[Collected data entries]
┄┄┄┄┄┄

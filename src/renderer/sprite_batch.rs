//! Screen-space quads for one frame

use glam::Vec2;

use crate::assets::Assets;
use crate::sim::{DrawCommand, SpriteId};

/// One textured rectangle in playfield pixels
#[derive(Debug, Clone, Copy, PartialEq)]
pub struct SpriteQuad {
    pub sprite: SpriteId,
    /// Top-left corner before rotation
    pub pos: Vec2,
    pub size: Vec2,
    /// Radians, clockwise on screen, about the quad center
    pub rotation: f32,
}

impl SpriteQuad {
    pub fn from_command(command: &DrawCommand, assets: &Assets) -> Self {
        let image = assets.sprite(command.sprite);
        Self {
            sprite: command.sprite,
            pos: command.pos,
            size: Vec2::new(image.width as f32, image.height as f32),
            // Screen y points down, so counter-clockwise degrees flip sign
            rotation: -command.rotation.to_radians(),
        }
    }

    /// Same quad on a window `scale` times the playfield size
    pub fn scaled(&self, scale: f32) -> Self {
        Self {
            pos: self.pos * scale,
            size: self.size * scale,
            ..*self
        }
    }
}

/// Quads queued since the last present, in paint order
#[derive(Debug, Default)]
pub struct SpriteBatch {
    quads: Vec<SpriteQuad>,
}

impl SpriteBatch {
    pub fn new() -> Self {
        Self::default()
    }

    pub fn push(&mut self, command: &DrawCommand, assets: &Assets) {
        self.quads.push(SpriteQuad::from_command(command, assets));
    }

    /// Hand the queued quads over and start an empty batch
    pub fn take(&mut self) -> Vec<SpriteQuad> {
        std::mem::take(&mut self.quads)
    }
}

┄┄┄┄┄┄

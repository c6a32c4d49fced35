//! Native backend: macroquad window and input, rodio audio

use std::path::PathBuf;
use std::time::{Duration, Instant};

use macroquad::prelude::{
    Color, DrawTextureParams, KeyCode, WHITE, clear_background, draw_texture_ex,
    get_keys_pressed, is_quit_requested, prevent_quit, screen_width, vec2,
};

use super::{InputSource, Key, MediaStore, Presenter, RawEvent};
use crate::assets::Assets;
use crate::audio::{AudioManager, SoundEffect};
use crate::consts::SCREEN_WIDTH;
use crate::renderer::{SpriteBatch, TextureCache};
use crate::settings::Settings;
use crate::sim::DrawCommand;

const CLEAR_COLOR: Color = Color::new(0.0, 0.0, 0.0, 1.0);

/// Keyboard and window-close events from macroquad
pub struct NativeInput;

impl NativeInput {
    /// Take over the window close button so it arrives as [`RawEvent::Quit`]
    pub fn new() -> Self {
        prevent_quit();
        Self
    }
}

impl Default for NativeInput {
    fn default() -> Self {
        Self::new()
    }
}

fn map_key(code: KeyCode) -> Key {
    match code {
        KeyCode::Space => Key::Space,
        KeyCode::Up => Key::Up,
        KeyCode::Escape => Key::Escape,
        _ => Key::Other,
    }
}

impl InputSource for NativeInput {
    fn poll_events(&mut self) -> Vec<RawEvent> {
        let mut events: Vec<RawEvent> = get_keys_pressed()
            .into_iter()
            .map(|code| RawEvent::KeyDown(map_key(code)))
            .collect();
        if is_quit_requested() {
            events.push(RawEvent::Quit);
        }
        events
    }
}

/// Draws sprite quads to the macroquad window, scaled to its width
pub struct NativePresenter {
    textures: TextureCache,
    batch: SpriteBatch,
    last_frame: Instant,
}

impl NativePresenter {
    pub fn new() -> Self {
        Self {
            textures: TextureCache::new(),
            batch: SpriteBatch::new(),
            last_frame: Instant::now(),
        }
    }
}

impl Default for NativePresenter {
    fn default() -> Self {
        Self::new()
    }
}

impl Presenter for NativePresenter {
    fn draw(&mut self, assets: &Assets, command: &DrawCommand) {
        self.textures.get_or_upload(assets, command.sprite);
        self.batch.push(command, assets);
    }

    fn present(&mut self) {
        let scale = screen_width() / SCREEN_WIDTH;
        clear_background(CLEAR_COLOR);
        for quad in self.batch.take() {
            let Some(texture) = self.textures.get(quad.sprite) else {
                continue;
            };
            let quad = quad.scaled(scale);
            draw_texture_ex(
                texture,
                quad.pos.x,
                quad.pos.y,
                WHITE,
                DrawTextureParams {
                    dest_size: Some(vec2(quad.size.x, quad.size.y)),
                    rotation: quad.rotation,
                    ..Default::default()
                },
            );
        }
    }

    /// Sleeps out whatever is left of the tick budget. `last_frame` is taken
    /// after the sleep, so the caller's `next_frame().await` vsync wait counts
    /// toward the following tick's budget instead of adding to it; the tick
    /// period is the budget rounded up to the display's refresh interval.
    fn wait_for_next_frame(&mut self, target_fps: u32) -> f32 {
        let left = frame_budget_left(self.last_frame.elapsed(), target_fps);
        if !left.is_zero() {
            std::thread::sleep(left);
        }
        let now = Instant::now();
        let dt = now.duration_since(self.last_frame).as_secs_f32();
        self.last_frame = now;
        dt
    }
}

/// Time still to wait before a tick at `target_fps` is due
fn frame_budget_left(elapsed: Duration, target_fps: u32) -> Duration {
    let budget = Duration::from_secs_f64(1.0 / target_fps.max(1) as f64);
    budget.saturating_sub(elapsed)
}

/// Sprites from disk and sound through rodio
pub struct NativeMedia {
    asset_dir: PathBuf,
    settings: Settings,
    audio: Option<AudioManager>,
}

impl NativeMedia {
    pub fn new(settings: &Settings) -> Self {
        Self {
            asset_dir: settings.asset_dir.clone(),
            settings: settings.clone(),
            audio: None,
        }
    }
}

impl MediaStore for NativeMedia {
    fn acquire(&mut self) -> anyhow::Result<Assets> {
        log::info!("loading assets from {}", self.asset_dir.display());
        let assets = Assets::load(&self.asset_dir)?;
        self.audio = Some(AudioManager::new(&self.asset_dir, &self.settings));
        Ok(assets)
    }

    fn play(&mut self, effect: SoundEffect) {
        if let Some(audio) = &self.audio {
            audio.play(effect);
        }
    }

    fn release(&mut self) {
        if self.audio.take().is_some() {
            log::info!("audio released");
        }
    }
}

┄┄┄┄┄┄

Your assignment: Could you state how many lines of the records contain "renderer"? Give the number and nothing else.

Reply to the exercise: 2